__Work to be completed__.
Repeat exactly the lines from the start of the records below through the line that contains "world positions from", including both.

BEGIN The data

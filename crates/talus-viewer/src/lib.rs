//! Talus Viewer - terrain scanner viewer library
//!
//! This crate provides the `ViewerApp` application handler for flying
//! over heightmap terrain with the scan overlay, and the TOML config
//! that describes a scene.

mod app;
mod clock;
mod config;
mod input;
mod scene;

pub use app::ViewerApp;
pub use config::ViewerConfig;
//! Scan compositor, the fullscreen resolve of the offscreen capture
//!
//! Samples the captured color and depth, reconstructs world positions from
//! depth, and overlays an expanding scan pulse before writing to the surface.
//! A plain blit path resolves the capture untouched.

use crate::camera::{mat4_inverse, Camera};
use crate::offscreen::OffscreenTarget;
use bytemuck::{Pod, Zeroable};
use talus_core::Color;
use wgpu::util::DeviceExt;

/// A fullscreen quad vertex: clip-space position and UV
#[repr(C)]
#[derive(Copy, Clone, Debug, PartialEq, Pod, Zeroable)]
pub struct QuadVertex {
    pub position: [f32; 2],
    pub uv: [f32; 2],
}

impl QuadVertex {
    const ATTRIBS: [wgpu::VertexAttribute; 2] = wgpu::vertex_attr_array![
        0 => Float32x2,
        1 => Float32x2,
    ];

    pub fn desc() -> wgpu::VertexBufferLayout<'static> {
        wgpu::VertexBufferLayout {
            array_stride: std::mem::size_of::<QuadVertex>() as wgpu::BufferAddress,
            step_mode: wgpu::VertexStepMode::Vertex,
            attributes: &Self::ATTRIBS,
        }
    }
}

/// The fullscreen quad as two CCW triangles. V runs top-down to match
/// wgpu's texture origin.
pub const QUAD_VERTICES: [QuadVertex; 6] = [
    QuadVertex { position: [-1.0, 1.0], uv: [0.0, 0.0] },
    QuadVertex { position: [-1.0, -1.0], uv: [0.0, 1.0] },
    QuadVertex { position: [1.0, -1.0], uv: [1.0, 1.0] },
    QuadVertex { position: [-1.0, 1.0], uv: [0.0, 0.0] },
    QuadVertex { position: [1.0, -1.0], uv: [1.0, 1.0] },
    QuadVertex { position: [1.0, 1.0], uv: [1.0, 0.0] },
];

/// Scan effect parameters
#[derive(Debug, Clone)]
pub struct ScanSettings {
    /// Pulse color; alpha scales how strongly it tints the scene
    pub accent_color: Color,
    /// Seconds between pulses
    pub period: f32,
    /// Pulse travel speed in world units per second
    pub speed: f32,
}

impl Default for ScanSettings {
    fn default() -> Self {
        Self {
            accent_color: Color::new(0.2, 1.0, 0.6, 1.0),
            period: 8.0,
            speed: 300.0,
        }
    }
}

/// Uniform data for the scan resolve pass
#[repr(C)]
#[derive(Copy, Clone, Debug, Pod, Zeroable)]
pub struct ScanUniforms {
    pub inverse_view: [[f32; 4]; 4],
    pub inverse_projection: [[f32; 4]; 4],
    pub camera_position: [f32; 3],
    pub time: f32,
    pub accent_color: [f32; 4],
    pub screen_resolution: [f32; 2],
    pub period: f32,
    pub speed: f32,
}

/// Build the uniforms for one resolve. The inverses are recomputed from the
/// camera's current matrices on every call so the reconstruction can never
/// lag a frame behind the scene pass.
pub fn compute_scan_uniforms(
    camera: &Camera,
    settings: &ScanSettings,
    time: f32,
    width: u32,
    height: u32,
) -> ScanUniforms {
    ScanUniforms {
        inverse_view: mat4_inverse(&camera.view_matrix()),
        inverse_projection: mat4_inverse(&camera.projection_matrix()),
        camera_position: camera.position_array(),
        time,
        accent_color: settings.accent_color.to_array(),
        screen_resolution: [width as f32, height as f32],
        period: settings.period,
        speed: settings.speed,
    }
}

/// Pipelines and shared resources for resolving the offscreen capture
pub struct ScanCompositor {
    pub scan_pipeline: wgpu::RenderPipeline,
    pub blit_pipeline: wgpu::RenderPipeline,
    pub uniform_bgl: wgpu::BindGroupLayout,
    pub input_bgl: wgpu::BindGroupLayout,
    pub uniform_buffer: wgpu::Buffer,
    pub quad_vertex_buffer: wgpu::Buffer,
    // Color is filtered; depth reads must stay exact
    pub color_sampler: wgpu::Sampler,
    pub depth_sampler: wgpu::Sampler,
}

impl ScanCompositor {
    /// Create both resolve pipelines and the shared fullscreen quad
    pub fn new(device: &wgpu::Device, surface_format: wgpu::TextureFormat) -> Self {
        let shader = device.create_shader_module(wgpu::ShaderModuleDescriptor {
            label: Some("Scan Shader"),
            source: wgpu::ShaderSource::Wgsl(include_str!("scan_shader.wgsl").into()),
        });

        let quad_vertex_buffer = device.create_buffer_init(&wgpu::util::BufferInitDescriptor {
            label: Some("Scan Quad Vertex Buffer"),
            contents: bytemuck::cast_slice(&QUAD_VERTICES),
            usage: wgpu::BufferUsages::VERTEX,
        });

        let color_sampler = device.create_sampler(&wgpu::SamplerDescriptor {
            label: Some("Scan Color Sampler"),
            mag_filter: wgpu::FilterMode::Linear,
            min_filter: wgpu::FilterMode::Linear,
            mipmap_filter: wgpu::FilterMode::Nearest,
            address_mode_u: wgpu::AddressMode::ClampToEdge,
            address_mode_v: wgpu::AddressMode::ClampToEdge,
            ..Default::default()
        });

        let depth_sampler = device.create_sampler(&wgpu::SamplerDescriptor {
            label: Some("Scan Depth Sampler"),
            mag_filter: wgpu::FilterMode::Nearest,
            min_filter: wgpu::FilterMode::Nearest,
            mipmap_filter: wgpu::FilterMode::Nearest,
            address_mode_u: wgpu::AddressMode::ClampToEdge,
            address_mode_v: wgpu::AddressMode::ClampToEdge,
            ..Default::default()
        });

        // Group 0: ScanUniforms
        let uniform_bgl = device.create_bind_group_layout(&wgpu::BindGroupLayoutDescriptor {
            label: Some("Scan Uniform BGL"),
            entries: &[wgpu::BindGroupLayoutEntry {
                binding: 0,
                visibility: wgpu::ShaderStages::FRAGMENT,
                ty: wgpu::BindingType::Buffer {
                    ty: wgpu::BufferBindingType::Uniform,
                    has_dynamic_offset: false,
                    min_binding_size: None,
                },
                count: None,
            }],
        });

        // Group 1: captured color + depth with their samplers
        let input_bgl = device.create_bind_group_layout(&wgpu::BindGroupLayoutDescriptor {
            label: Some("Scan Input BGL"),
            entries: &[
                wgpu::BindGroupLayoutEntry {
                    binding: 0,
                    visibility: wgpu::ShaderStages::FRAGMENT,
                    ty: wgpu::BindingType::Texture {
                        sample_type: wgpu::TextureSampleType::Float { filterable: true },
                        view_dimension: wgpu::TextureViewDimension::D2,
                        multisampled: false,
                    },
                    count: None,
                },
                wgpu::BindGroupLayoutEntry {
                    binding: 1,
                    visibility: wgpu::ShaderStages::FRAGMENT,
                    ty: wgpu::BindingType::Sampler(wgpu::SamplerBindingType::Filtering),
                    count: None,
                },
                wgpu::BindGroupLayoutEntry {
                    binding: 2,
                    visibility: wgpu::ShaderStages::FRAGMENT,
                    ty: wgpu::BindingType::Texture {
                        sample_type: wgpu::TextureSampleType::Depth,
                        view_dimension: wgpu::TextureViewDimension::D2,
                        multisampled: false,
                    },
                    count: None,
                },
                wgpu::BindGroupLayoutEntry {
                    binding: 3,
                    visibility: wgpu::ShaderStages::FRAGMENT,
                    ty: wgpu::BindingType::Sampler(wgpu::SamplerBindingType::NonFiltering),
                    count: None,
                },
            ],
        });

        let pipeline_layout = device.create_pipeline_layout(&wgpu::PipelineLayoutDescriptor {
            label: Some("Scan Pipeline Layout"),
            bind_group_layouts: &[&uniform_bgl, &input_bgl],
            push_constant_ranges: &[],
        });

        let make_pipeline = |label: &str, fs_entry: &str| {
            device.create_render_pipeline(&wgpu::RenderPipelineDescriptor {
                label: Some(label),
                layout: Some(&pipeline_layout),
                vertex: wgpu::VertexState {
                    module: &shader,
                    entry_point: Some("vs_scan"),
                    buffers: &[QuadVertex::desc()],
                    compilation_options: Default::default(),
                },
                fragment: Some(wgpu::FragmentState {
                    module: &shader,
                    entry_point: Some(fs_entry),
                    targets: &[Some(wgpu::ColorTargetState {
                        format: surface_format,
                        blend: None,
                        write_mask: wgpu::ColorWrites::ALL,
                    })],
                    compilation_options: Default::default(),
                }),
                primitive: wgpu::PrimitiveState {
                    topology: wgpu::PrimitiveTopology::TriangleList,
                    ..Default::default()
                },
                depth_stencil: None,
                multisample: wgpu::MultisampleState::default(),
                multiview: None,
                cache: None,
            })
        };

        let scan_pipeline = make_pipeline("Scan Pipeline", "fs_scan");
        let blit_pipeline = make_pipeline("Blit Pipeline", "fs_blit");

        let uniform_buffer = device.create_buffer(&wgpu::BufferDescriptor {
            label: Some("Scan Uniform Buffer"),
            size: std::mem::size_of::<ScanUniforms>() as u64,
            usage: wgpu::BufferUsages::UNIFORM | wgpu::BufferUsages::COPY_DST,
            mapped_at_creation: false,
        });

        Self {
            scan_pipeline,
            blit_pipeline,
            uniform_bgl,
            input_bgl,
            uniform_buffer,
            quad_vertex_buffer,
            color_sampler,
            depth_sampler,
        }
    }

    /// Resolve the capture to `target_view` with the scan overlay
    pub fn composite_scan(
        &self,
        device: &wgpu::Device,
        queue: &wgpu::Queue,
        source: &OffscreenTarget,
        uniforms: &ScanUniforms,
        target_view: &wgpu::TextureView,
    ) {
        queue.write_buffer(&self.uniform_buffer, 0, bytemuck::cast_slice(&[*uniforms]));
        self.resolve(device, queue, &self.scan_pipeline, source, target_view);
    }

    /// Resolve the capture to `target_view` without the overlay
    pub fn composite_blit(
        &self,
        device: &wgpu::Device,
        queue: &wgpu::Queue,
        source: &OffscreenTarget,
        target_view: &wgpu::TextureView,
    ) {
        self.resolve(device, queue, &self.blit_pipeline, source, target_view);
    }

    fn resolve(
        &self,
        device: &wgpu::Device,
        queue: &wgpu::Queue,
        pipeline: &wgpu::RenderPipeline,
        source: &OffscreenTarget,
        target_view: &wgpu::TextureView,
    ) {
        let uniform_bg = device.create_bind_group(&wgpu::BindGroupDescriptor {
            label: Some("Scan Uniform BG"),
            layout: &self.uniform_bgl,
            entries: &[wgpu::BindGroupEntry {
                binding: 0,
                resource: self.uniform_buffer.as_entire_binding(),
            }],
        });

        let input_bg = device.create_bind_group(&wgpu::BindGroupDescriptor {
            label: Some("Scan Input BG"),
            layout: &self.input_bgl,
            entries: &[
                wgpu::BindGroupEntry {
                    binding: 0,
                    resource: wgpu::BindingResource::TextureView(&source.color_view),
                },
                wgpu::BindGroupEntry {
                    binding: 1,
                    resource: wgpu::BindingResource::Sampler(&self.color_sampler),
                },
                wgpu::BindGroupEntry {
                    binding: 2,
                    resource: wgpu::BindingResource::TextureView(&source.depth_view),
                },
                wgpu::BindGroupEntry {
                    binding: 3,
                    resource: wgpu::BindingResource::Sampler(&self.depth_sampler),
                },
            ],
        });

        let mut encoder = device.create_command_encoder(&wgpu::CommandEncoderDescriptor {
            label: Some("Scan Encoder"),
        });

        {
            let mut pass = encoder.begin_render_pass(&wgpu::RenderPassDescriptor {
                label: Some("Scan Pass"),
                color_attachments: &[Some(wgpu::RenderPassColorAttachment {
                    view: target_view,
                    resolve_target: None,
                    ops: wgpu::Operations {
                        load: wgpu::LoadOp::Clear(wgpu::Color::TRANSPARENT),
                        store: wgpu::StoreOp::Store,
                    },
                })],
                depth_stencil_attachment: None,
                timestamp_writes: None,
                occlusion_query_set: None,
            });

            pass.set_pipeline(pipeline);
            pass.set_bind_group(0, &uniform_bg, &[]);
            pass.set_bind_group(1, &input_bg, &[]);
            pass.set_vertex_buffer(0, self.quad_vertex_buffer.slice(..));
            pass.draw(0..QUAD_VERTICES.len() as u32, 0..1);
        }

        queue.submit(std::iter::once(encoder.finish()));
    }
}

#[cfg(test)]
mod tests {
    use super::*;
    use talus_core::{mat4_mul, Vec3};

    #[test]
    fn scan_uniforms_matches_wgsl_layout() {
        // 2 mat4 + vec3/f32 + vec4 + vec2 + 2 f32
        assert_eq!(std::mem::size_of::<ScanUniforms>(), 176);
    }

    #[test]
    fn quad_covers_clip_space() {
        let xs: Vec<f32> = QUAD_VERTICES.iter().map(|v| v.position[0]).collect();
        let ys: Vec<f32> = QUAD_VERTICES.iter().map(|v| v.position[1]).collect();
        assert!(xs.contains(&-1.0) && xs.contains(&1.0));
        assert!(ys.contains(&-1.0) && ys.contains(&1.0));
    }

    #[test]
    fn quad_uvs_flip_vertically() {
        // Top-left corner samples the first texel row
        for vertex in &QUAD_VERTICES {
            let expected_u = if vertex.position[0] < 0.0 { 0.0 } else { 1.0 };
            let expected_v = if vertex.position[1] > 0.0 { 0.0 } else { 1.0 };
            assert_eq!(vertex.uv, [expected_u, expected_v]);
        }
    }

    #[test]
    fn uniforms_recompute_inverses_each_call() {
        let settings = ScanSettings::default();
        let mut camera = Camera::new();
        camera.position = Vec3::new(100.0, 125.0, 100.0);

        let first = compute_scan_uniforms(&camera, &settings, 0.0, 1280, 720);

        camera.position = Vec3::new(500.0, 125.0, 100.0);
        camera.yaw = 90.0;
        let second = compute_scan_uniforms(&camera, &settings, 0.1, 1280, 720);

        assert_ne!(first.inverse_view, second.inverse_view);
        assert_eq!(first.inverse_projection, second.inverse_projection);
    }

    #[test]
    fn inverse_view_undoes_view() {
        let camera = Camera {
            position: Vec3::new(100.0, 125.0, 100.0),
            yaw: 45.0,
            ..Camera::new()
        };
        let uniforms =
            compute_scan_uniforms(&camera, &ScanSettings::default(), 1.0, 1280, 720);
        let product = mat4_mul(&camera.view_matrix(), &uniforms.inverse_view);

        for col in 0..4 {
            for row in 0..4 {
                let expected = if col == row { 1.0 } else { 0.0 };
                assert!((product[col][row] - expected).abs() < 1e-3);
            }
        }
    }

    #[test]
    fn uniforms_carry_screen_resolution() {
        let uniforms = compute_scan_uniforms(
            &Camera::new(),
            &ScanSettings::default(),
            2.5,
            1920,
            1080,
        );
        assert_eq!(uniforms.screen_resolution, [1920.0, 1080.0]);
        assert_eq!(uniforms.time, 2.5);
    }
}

END The data

__Problem solution__.
filename crates/talus-viewer/src/lib.rs
//! Talus Viewer - terrain scanner viewer library
//!
//! This crate provides the `ViewerApp` application handler for flying
//! over heightmap terrain with the scan overlay, and the TOML config
//! that describes a scene.

mod app;
mod clock;
mod config;
mod input;
mod scene;

pub use app::ViewerApp;
pub use config::ViewerConfig;
//! Scan compositor, the fullscreen resolve of the offscreen capture
//!
//! Samples the captured color and depth, reconstructs world positions from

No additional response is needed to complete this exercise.